3532. Path Existence Queries in a Graph I 

Description

You are given an integer n representing the number of nodes in a graph, labeled from 0 to n - 1.

You are also given an integer array nums of length n sorted in non-decreasing order, and an integer maxDiff.

An undirected edge exists between nodes i and j if the absolute difference between nums[i] and nums[j] is at most maxDiff (i.e., |nums[i] - nums[j]| <= maxDiff).

You are also given a 2D integer array queries. For each queries[i] = [u_i, v_i], determine whether there exists a path between nodes u_i and v_i.

Return a boolean array answer, where answer[i] is true if there exists a path between u_i and v_i in the i^th query and false otherwise.

Example 1:

Input: n = 2, nums = [1,3], maxDiff = 1, queries = [[0,0],[0,1]]

Output: [true,false]

Explanation:

Query [0,0]: Node 0 has a trivial path to itself.
Query [0,1]: There is no edge between Node 0 and Node 1 because |nums[0] - nums[1]| = |1 - 3| = 2, which is greater than maxDiff.
Thus, the final answer after processing all the queries is [true, false].

Example 2:

Input: n = 4, nums = [2,5,6,8], maxDiff = 2, queries = [[0,1],[0,2],[1,3],[2,3]]

Output: [false,false,true,true]

Explanation:

The resulting graph is:

Query [0,1]: There is no edge between Node 0 and Node 1 because |nums[0] - nums[1]| = |2 - 5| = 3, which is greater than maxDiff.
Query [0,2]: There is no edge between Node 0 and Node 2 because |nums[0] - nums[2]| = |2 - 6| = 4, which is greater than maxDiff.
Query [1,3]: There is a path between Node 1 and Node 3 through Node 2 since |nums[1] - nums[2]| = |5 - 6| = 1 and |nums[2] - nums[3]| = |6 - 8| = 2, both of which are within maxDiff.
Query [2,3]: There is an edge between Node 2 and Node 3 because |nums[2] - nums[3]| = |6 - 8| = 2, which is equal to maxDiff.
Thus, the final answer after processing all the queries is [false, false, true, true].

Constraints:

1 <= n == nums.length <= 10⁵
0 <= nums[i] <= 10⁵
nums is sorted in non-decreasing order.
0 <= maxDiff <= 10⁵
1 <= queries.length <= 10⁵
queries[i] == [u_i, v_i]
0 <= u_i, v_i < n

Solutions

Solution 1: Grouping

According to the problem description, the node indices within the same connected component must be consecutive. Therefore, we can use an array $g$ to record the connected component index for each node and a variable $\textit{cnt}$ to track the current connected component index. As we iterate through the $\textit{nums}$ array, if the difference between the current node and the previous node is greater than $\textit{maxDiff}$, it indicates that the current node and the previous node are not in the same connected component. In this case, we increment $\textit{cnt}$. Then, we assign the current node's connected component index to $\textit{cnt}$.

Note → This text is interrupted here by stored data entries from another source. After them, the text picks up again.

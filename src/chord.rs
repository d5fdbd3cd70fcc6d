//! Chord values: a root, a triad quality, an optional seventh and an optional
//! slash bass.
//!
//! The slash bass is display-only. Roman-numeral analysis always works from
//! the root.

use std::fmt;
use std::str::FromStr;

use serde::{Deserialize, Serialize};

use crate::error::TheoryError;
use crate::note::Note;

/// Triad quality
#[derive(Debug, Clone, Copy, PartialEq, Eq, Hash, Default, Serialize, Deserialize)]
#[serde(rename_all = "lowercase")]
pub enum ChordQuality {
    #[default]
    Major,
    Minor,
    Diminished,
    Augmented,
    Sus2,
    Sus4,
}

impl ChordQuality {
    pub const ALL: [ChordQuality; 6] = [
        ChordQuality::Major,
        ChordQuality::Minor,
        ChordQuality::Diminished,
        ChordQuality::Augmented,
        ChordQuality::Sus2,
        ChordQuality::Sus4,
    ];

    /// Compact code used in chord tokens (`""`, `m`, `dim`, `aug`, `sus2`, `sus4`)
    pub fn code(self) -> &'static str {
        match self {
            ChordQuality::Major => "",
            ChordQuality::Minor => "m",
            ChordQuality::Diminished => "dim",
            ChordQuality::Augmented => "aug",
            ChordQuality::Sus2 => "sus2",
            ChordQuality::Sus4 => "sus4",
        }
    }

    pub fn from_code(code: &str) -> Option<Self> {
        ChordQuality::ALL.into_iter().find(|q| q.code() == code)
    }

    /// Semitones above the root for the triad tones
    pub fn intervals(self) -> [u8; 3] {
        match self {
            ChordQuality::Major => [0, 4, 7],
            ChordQuality::Minor => [0, 3, 7],
            ChordQuality::Diminished => [0, 3, 6],
            ChordQuality::Augmented => [0, 4, 8],
            ChordQuality::Sus2 => [0, 2, 7],
            ChordQuality::Sus4 => [0, 5, 7],
        }
    }
}

/// Seventh-chord extension
#[derive(Debug, Clone, Copy, PartialEq, Eq, Hash, Serialize, Deserialize)]
pub enum ChordExtension {
    #[serde(rename = "7")]
    Seventh,
    #[serde(rename = "maj7")]
    Maj7,
    #[serde(rename = "m7")]
    Min7,
    #[serde(rename = "dim7")]
    Dim7,
    #[serde(rename = "m7b5")]
    HalfDim7,
}

impl ChordExtension {
    pub const ALL: [ChordExtension; 5] = [
        ChordExtension::Seventh,
        ChordExtension::Maj7,
        ChordExtension::Min7,
        ChordExtension::Dim7,
        ChordExtension::HalfDim7,
    ];

    pub fn code(self) -> &'static str {
        match self {
            ChordExtension::Seventh => "7",
            ChordExtension::Maj7 => "maj7",
            ChordExtension::Min7 => "m7",
            ChordExtension::Dim7 => "dim7",
            ChordExtension::HalfDim7 => "m7b5",
        }
    }

    pub fn from_code(code: &str) -> Option<Self> {
        ChordExtension::ALL.into_iter().find(|e| e.code() == code)
    }

    /// The triad quality this extension is normally written on top of.
    /// `Cm7` means minor + m7, `Cdim7` means diminished + dim7, and so on.
    pub fn implied_quality(self) -> ChordQuality {
        match self {
            ChordExtension::Seventh | ChordExtension::Maj7 => ChordQuality::Major,
            ChordExtension::Min7 => ChordQuality::Minor,
            ChordExtension::Dim7 | ChordExtension::HalfDim7 => ChordQuality::Diminished,
        }
    }
}

#[derive(Debug, Clone, Copy, PartialEq, Eq, Hash, Default, Serialize, Deserialize)]
#[serde(rename_all = "camelCase")]
pub struct Chord {
    pub root: Note,
    pub quality: ChordQuality,
    #[serde(default, skip_serializing_if = "Option::is_none")]
    pub extension: Option<ChordExtension>,
    #[serde(default, skip_serializing_if = "Option::is_none")]
    pub slash_bass: Option<Note>,
}

impl Chord {
    pub const fn new(root: Note, quality: ChordQuality) -> Self {
        Self {
            root,
            quality,
            extension: None,
            slash_bass: None,
        }
    }

    pub fn with_extension(mut self, extension: ChordExtension) -> Self {
        self.extension = Some(extension);
        self
    }

    pub fn with_bass(mut self, bass: Note) -> Self {
        self.slash_bass = Some(bass);
        self
    }

    /// Half-diminished chords are spelled with the `m7b5` extension
    pub fn is_half_diminished(&self) -> bool {
        self.extension == Some(ChordExtension::HalfDim7)
    }

    /// Chord suffix without root or bass, e.g. `m7`, `dim`, `m(maj7)`.
    ///
    /// A quality and extension that belong together collapse to the usual
    /// symbol; any other pairing spells the quality and puts the extension
    /// in parentheses, so every combination has its own suffix.
    pub fn suffix(&self) -> String {
        match self.extension {
            None => self.quality.code().to_string(),
            Some(ext) if ext.implied_quality() == self.quality => ext.code().to_string(),
            Some(ext) => format!("{}({})", self.quality.code(), ext.code()),
        }
    }
}

/// Split a suffix produced by [`Chord::suffix`] back into quality and extension.
fn parse_suffix(suffix: &str) -> Option<(ChordQuality, Option<ChordExtension>)> {
    if let Some(ext) = ChordExtension::from_code(suffix) {
        return Some((ext.implied_quality(), Some(ext)));
    }
    match suffix.split_once('(') {
        Some((quality, rest)) => {
            let ext = rest.strip_suffix(')').and_then(ChordExtension::from_code)?;
            Some((ChordQuality::from_code(quality)?, Some(ext)))
        }
        None => Some((ChordQuality::from_code(suffix)?, None)),
    }
}

impl fmt::Display for Chord {
    fn fmt(&self, f: &mut fmt::Formatter<'_>) -> fmt::Result {
        write!(f, "{}{}", self.root, self.suffix())?;
        if let Some(bass) = self.slash_bass {
            write!(f, "/{}", bass)?;
        }
        Ok(())
    }
}

impl FromStr for Chord {
    type Err = TheoryError;

    /// Parse a compact chord token such as `"Bbdim7"`, `"Dm/G"` or `"Cm(maj7)"`
    fn from_str(s: &str) -> Result<Self, Self::Err> {
        let trimmed = s.trim();
        let (body, bass) = match trimmed.split_once('/') {
            Some((body, bass)) => {
                let bass: Note = bass
                    .parse()
                    .map_err(|_| TheoryError::InvalidChord(trimmed.to_string()))?;
                (body, Some(bass))
            }
            None => (trimmed, None),
        };

        let (root, suffix) =
            Note::parse_prefix(body).ok_or_else(|| TheoryError::InvalidNote(trimmed.to_string()))?;
        let (quality, extension) =
            parse_suffix(suffix).ok_or_else(|| TheoryError::InvalidChord(trimmed.to_string()))?;

        Ok(Chord {
            root,
            quality,
            extension,
            slash_bass: bass,
        })
    }
}
//! # URL Parameter Codec
//!
//! Compact string forms for keys (`k=`) and chord progressions (`c=`).
//!
//! ## Formats
//! - Key: `<tonic>-<mode>`, e.g. `C-major`, `Bb-minor`
//! - Chord: `<root><suffix>[/<bass>]`, e.g. `C`, `Dm/G`, `Bbdim7`, `Cm(maj7)`
//! - Progression: chords joined with `,`
//!
//! Decoding is total: a bad key or chord decodes to `None`, and bad tokens in
//! a progression are dropped. Nothing here knows about URLs themselves;
//! percent-encoding `#` is up to the caller.
//!
//! ## Example
//! ```rust
//! use chordwise::codec::{chords_to_param, param_to_chords};
//!
//! let chords = param_to_chords("C,Am,nonsense,F,G7");
//! assert_eq!(chords.len(), 4);
//! assert_eq!(chords_to_param(&chords), "C,Am,F,G7");
//! ```

use crate::chord::Chord;
use crate::key::Key;

const LIST_SEPARATOR: char = ',';

pub fn key_to_param(key: &Key) -> String {
    key.to_string()
}

pub fn param_to_key(param: &str) -> Option<Key> {
    match param.parse() {
        Ok(key) => Some(key),
        Err(e) => {
            log::debug!("dropping key param: {}", e);
            None
        }
    }
}

pub fn chord_to_param(chord: &Chord) -> String {
    chord.to_string()
}

pub fn param_to_chord(param: &str) -> Option<Chord> {
    match param.parse() {
        Ok(chord) => Some(chord),
        Err(e) => {
            log::debug!("dropping chord param: {}", e);
            None
        }
    }
}

pub fn chords_to_param(chords: &[Chord]) -> String {
    chords
        .iter()
        .map(chord_to_param)
        .collect::<Vec<_>>()
        .join(",")
}

pub fn param_to_chords(param: &str) -> Vec<Chord> {
    param
        .split(LIST_SEPARATOR)
        .map(str::trim)
        .filter(|token| !token.is_empty())
        .filter_map(param_to_chord)
        .collect()
}

#[cfg(test)]
mod tests {
    use super::*;
    use crate::chord::{ChordExtension, ChordQuality};
    use crate::key::Mode;
    use crate::note::{Accidental, Note, NoteName};

    fn all_notes() -> Vec<Note> {
        let mut notes = Vec::new();
        for name in NoteName::ALL {
            for accidental in [None, Some(Accidental::Sharp), Some(Accidental::Flat)] {
                notes.push(Note { name, accidental });
            }
        }
        notes
    }

    #[test]
    fn test_key_params() {
        let key = Key::major(Note::natural(NoteName::C));
        assert_eq!(key_to_param(&key), "C-major");
        assert_eq!(param_to_key("C-major"), Some(key));
        assert_eq!(param_to_key("Bb-minor"), Some(Key::minor(Note::flat(NoteName::B))));
        assert_eq!(param_to_key(""), None);
        assert_eq!(param_to_key("C"), None);
        assert_eq!(param_to_key("Q-major"), None);
        assert_eq!(param_to_key("C-lydian"), None);
    }

    #[test]
    fn test_key_round_trip() {
        for tonic in all_notes() {
            for mode in [Mode::Major, Mode::Minor] {
                let key = Key::new(tonic, mode);
                assert_eq!(param_to_key(&key_to_param(&key)), Some(key));
            }
        }
    }

    #[test]
    fn test_chord_params() {
        let bbdim7 = Chord::new(Note::flat(NoteName::B), ChordQuality::Diminished)
            .with_extension(ChordExtension::Dim7);
        assert_eq!(chord_to_param(&bbdim7), "Bbdim7");

        let dm_over_g = Chord::new(Note::natural(NoteName::D), ChordQuality::Minor)
            .with_bass(Note::natural(NoteName::G));
        assert_eq!(chord_to_param(&dm_over_g), "Dm/G");
        assert_eq!(param_to_chord("Dm/G"), Some(dm_over_g));

        assert_eq!(param_to_chord("Xm"), None);
        assert_eq!(param_to_chord("Dm/"), None);
    }

    #[test]
    fn test_chord_round_trip() {
        let extensions = std::iter::once(None).chain(ChordExtension::ALL.map(Some));
        let extensions: Vec<_> = extensions.collect();
        let basses: Vec<Option<Note>> = std::iter::once(None)
            .chain([Some(Note::natural(NoteName::G)), Some(Note::sharp(NoteName::F))])
            .collect();

        for root in all_notes() {
            for quality in ChordQuality::ALL {
                for extension in &extensions {
                    for bass in &basses {
                        let chord = Chord {
                            root,
                            quality,
                            extension: *extension,
                            slash_bass: *bass,
                        };
                        let param = chord_to_param(&chord);
                        assert_eq!(param_to_chord(&param), Some(chord), "param {}", param);
                    }
                }
            }
        }
    }

    #[test]
    fn test_progression_drops_invalid_tokens() {
        let chords = param_to_chords("C, ,Am,??,F,G7,");
        let params: Vec<String> = chords.iter().map(chord_to_param).collect();
        assert_eq!(params, ["C", "Am", "F", "G7"]);
        assert!(param_to_chords("").is_empty());
    }

    #[test]
    fn test_progression_round_trip() {
        let chords = vec![
            Chord::new(Note::natural(NoteName::C), ChordQuality::Major),
            Chord::new(Note::natural(NoteName::A), ChordQuality::Minor)
                .with_extension(ChordExtension::Min7),
            Chord::new(Note::flat(NoteName::E), ChordQuality::Sus2)
                .with_bass(Note::flat(NoteName::B)),
            Chord::new(Note::sharp(NoteName::G), ChordQuality::Augmented)
                .with_extension(ChordExtension::Maj7),
        ];
        let param = chords_to_param(&chords);
        assert_eq!(param, "C,Am7,Ebsus2/Bb,G#aug(maj7)");
        assert_eq!(param_to_chords(&param), chords);
    }
}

Finally, for each query $(u, v)$, we only need to check whether $g[u]$ and $g[v]$ are equal. If they are equal, it means $u$ and $v$ are in the same connected component, and the answer for the $i$-th query is $\text{true}$. Otherwise, the answer is $\text{false}$.

The complexity is $O(n)$, and the space complexity is $O(n)$, where $n$ is the length of the $\textit{nums}$ array.

Python3

class Solution:
    def pathExistenceQueries(
        self, n: int, nums: List[int], maxDiff: int, queries: List[List[int]]
    ) -> List[bool]:
        g = [0] * n
        cnt = 0
        for i in range(1, n):
            if nums[i] - nums[i - 1] > maxDiff:
                cnt += 1
            g[i] = cnt
        return [g[u] == g[v] for u, v in queries]

Java

class Solution {
    public boolean[] pathExistenceQueries(int n, int[] nums, int maxDiff, int[][] queries) {
        int[] g = new int[n];
        int cnt = 0;
        for (int i = 1; i < n; ++i) {
            if (nums[i] - nums[i - 1] > maxDiff) {
                cnt++;
            }
            g[i] = cnt;
        }

        int m = queries.length;
        boolean[] ans = new boolean[m];
        for (int i = 0; i < m; ++i) {
            int u = queries[i][0];
            int v = queries[i][1];
            ans[i] = g[u] == g[v];
        }
        return ans;
    }
}

C++

class Solution {
public:
    vector<bool> pathExistenceQueries(int n, vector<int>& nums, int maxDiff, vector<vector<int>>& queries) {
        vector<int> g(n);
        int cnt = 0;
        for (int i = 1; i < n; ++i) {
            if (nums[i] - nums[i - 1] > maxDiff) {
                ++cnt;
            }
            g[i] = cnt;
        }

        vector<bool> ans;
        for (const auto& q : queries) {
            int u = q[0], v = q[1];
            ans.push_back(g[u] == g[v]);
        }
        return ans;
    }
};

Go

func pathExistenceQueries(n int, nums []int, maxDiff int, queries [][]int) (ans []bool) {
	g := make([]int, n)
	cnt := 0
	for i := 1; i < n; i++ {
		if nums[i]-nums[i-1] > maxDiff {
			cnt++
		}
		g[i] = cnt
	}

	for _, q := range queries {
		u, v := q[0], q[1]
		ans = append(ans, g[u] == g[v])
	}
	return
}

TypeScript

function pathExistenceQueries(
    n: number,
    nums: number[],
    maxDiff: number,
    queries: number[][],
): boolean[] {
    const g: number[] = Array(n).fill(0);
    let cnt = 0;

    for (let i = 1; i < n; ++i) {
        if (nums[i] - nums[i - 1] > maxDiff) {
            ++cnt;
        }
        g[i] = cnt;
    }

    return queries.map(([u, v]) => g[u] === g[v]);
}